It is remarked that highway bridge management’s techniques is reactive in nature: a visible possible
symptom is reserved or known issue identified prior to commencing an active search for defects.
Network Rail

The owner and maintainer of bridges on the British heavy rail network, Network Rail, operates
inspections similar to the highways’ authorities’ inspections:

• Routine examination: annual and visual only from ground level.


• Detailed examination: typically once every six years, though may be between one and 18 years
based on a risk based approach. Access to within touching distance.

Under this regime, it would not be usual practice to expose hidden components. Following the collapse of
the Stewarton Bridge in 2009, Network Rail reviewed their inspection approach to incorporate hidden
critical elements (HCE). This interesting, proactive work is detailed in the upcoming CIRIA guidance and
has resulted in intrusive inspection to approximately 4000 bridge spans. This has led to a programme of
works, including bridge replacement and strengthening (Figure 5). HCE examination has now entered the
regular cycle of bridge inspections.

Fig. 5 Whilst ballast retention plates had


been provided at Southend High Street,
they were lidded. During a HCE
inspection lids were removed exposing
extensive corrosion. Here, maintenance
painting appears to have been carried out
only to the top of ballast plate level. This
bridge was replaced.

Legislative, contractual and code of practice requirements

In the UK, the Health & Safety at Work etc Act (1974) is the main statutory instrument that affects
incorporation or otherwise of hidden components in bridgeworks. By implementation of the Act in CDM
regulations, the designer has a duty (amongst others) to eliminate, reduce or control foreseeable risks that
may arise during maintenance and use of a bridge once it is built. As the upcoming CIRIA report
demonstrates through its body of references and case studies, there are identifiable risks posed by
defective hidden components. A practicing designer should hence be able to foresee such risks and
manage them appropriately in accordance with CDM. The designer’s risk register is typically the key
document in which this process is recorded. CDM’s requirements for as-built records are also important
in identifying possible areas for hidden defects in the future without resorting to intrusive investigation to
prove material types, look for hidden components etc.

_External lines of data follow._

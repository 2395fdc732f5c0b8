//! Unit tests for rdbc-core error module

use rdbc_core::error::{sql_state, Error, ErrorCategory, Overflow};

#[test]
fn test_error_connection() {
    let err = Error::connection("Failed to connect");

    assert_eq!(err.category(), ErrorCategory::Connection);
    assert!(err.to_string().contains("Failed to connect"));
    assert!(err.is_retriable());
}

#[test]
fn test_error_config() {
    let err = Error::config("Invalid driver list");

    assert_eq!(err.category(), ErrorCategory::Configuration);
    assert!(err.to_string().contains("Invalid driver list"));
    assert!(!err.is_retriable());
}

#[test]
fn test_error_sql_state() {
    let err = Error::sql_with_state("No suitable driver", sql_state::UNABLE_TO_CONNECT);

    assert_eq!(err.category(), ErrorCategory::Database);
    assert_eq!(err.sql_state(), Some("08001"));
    assert_eq!(err.to_string(), "No suitable driver");
    assert!(!err.is_retriable());
}

#[test]
fn test_error_sql_without_state() {
    let err = Error::sql("deadlock detected");

    assert_eq!(err.sql_state(), None);
    assert_eq!(err.category(), ErrorCategory::Database);
}

#[test]
fn test_error_access_denied() {
    let err = Error::access_denied("permission 'setLog' denied");

    assert_eq!(err.category(), ErrorCategory::AccessDenied);
    assert!(err.to_string().starts_with("access denied"));
    assert_eq!(err.sql_state(), None);
}

#[test]
fn test_error_invalid_argument_with_source() {
    let err = Error::invalid_argument_with_source("instant exceeds timestamp range", Overflow);

    assert_eq!(err.category(), ErrorCategory::InvalidArgument);
    let source = std::error::Error::source(&err).unwrap();
    assert_eq!(source.to_string(), "long overflow");
}

#[test]
fn test_error_unsupported() {
    let err = Error::unsupported("hours is not available on a DATE value");

    assert_eq!(err.category(), ErrorCategory::Unsupported);
    assert!(err.to_string().contains("DATE"));
}

#[test]
fn test_error_category_display() {
    assert_eq!(ErrorCategory::Connection.to_string(), "connection");
    assert_eq!(ErrorCategory::AccessDenied.to_string(), "access_denied");
}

Design basis documents (Approval in Principle (AIP) documents) are a good place to record the hidden
defect risk mitigation approach to be made in detailed design. Whilst the AIP is often appended to a
contract, it is suggested that specific requirements for the avoidance of hidden components and, where
present, suitable efforts to mitigate the residual risk posed, are specified by the bridge procurer at the
earliest possible stage in design. Consideration of this important aspect may prove critical when choosing
between possible options, not just in forming of the final bridge at detailed design stage.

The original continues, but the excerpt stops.